A Idleb, les jihadistes contrôlent les rouages de la vie publique

HTS préside aux destinées de quelque trois millions d'habitants à travers un gouvernement autoproclamé, une police et des tribunaux religieux.

Une rue du village de Kafr Nabl, dans le sud de la province d'Idleb, après un raid aérien du régime syrien et de ses alliés, le 23 juin 2019. Photo AFP / Omar HAJ KADOUR

Le groupe Hayat Tahrir al-Cham (HTS), ex-branche syrienne d'el-Qaëda, contrôle quasiment tous les aspects de la vie publique dans la région d'Idleb, dans le nord-ouest de la Syrie. Levant des taxes aux principaux points de passage vers ces territoires échappant au régime syrien, le groupe jihadiste préside aux destinées de quelque trois millions d'habitants à travers un gouvernement autoproclamé, une police et des tribunaux religieux.


Huit ministères

En 2015, l'ex-branche syrienne d'el-Qaëda ainsi qu'une myriade de groupes rebelles parfois rivaux prennent le contrôle de la province d'Idleb, formant des conseils locaux chargés de gérer les affaires publiques.

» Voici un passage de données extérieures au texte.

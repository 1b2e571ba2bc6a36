//! Errors raised by the analysis.
//!
//! Every error is fatal to the current analysis run. Errors raised while evaluating a program
//! node are wrapped in [`Error::At`] on their way up, so the caller can recover the chain of
//! enclosing AST nodes via [`Error::path`].

use std::fmt;

use thiserror::Error;

use crate::ast::NodeId;

/// Shorthand for results carrying an analysis [`Error`].
pub type Result<T> = std::result::Result<T, Error>;

macro_rules! invariant_error {
    ($msg:expr) => {
        crate::error::Error::Invariant {
            message: $msg.to_string(),
        }
    };

    ($fmt:expr, $($arg:tt)*) => {
        crate::error::Error::Invariant {
            message: format!($fmt, $($arg)*),
        }
    };
}

pub(crate) use invariant_error;

/// A literal that could not be parsed.
///
/// Carries the full source string and the 0-based column of the first offending character.
#[derive(Debug, Clone, PartialEq, Eq)]
pub struct ParsingError {
    pub source: String,
    pub column: usize,
    pub message: String,
}

impl ParsingError {
    pub fn new(source: &str, column: usize, message: impl Into<String>) -> Self {
        Self {
            source: source.to_string(),
            column,
            message: message.into(),
        }
    }
}

impl fmt::Display for ParsingError {
    fn fmt(&self, f: &mut fmt::Formatter<'_>) -> fmt::Result {
        write!(f, "{} at column {} in {:?}", self.message, self.column, self.source)
    }
}

impl std::error::Error for ParsingError {}

#[derive(Error, Debug)]
pub enum Error {
    /// An internal invariant of the bit graph or of a write-once map was violated.
    #[error("Invariant violated: {message}")]
    Invariant { message: String },

    /// An operator received the wrong number of operand values.
    #[error("Operator {operator} expects {expected} argument(s), got {actual}")]
    WrongArgumentNumber {
        operator: &'static str,
        expected: String,
        actual: usize,
    },

    /// A bit registered as input already carries dependencies.
    #[error("Bit {bit} is not a fresh input bit: {reason}")]
    NotAnInputBit { bit: String, reason: String },

    /// The textual handler configuration is malformed or incomplete.
    #[error("Cannot initialize method invocation handler from {config:?}: {message}")]
    HandlerInit { config: String, message: String },

    /// A literal (bit, value, bit set or security level) could not be parsed.
    #[error("Parsing error: {0}")]
    Parsing(#[from] ParsingError),

    /// The construct is not supported by the interpreter (e.g. `while` loops).
    #[error("Not implemented: {0}")]
    Unsupported(String),

    /// A variable is read before any value was bound to it in the current frame.
    #[error("Variable {0} has no value")]
    UnboundVariable(String),

    /// A top-level input variable is written a second time.
    #[error("Input variable {0} is already bound")]
    InputRedeclared(String),

    /// The run was cancelled through its cancellation token.
    #[error("Analysis cancelled")]
    Cancelled,

    /// Writing diagnostics failed.
    #[error("I/O error: {0}")]
    Io(#[from] std::io::Error),

    /// An error raised while processing the given program node.
    #[error("{source}\n  at {kind} #{node}")]
    At {
        node: NodeId,
        kind: &'static str,
        source: Box<Error>,
    },
}

impl Error {
    /// Wraps the error with the program node being processed.
    pub fn at(self, node: NodeId, kind: &'static str) -> Self {
        Error::At {
            node,
            kind,
            source: Box::new(self),
        }
    }

    /// The innermost error, without the node path.
    pub fn root_cause(&self) -> &Error {
        match self {
            Error::At { source, .. } => source.root_cause(),
            other => other,
        }
    }

    /// Chain of program nodes enclosing the failure, outermost first.
    pub fn path(&self) -> Vec<NodeId> {
        let mut path = Vec::new();
        let mut current = self;
        while let Error::At { node, source, .. } = current {
            path.push(*node);
            current = source;
        }
        path
    }

    pub fn is_cancelled(&self) -> bool {
        matches!(self.root_cause(), Error::Cancelled)
    }
}

/// Attaches the enclosing program node to an error result.
pub(crate) trait ResultExt<T> {
    fn at(self, node: NodeId, kind: &'static str) -> Result<T>;
}

impl<T> ResultExt<T> for Result<T> {
    fn at(self, node: NodeId, kind: &'static str) -> Result<T> {
        self.map_err(|e| e.at(node, kind))
    }
}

Ces conseils opèrent sous la houlette et grâce au financement du "gouvernement de transition", rattaché à l'opposition politique en exil, basée en Turquie.

A partir de 2017, HTS - rebaptisé ainsi après avoir rompu ses liens avec el-Qaëda et intégré en son sein d'autres factions armées - cherche à mater les factions rebelles qui lui sont opposées. Il créé un "gouvernement du salut", branche civile chargée d'administrer les zones qu'il domine.

Début 2019, HTS réussit à prendre le contrôle de la majorité de la province d'Idleb au détriment des groupes rebelles.

"A l'ombre du +gouvernement du salut+, le rôle des conseils locaux s'est affaibli", affirme Ayman al-Dassouky, chercheur au centre Omran, basé en Turquie. "Certains se sont affiliés (au gouvernement du salut), d'autres ont été contraints de travailler" avec lui, ajoute-t-il.

Ce "gouvernement" comprend huit "ministères" : intérieur, justice, biens religieux, santé, éducation, administration et services locaux, économie, et développement et affaires sociales. Il est dirigé par Fawaz Hilal mais l'homme fort de la région demeure le chef de HTS, Abou Mohammad al-Jolani. Il dispose d'une police. Avant le "gouvernement du salut", HTS disposait déjà d'une police morale, la "Hisba", chargée notamment de faire appliquer les stricts codes vestimentaires auprès des femmes. Son pouvoir s'est toutefois amoindri ces derniers mois, de l'aveu des résidents locaux.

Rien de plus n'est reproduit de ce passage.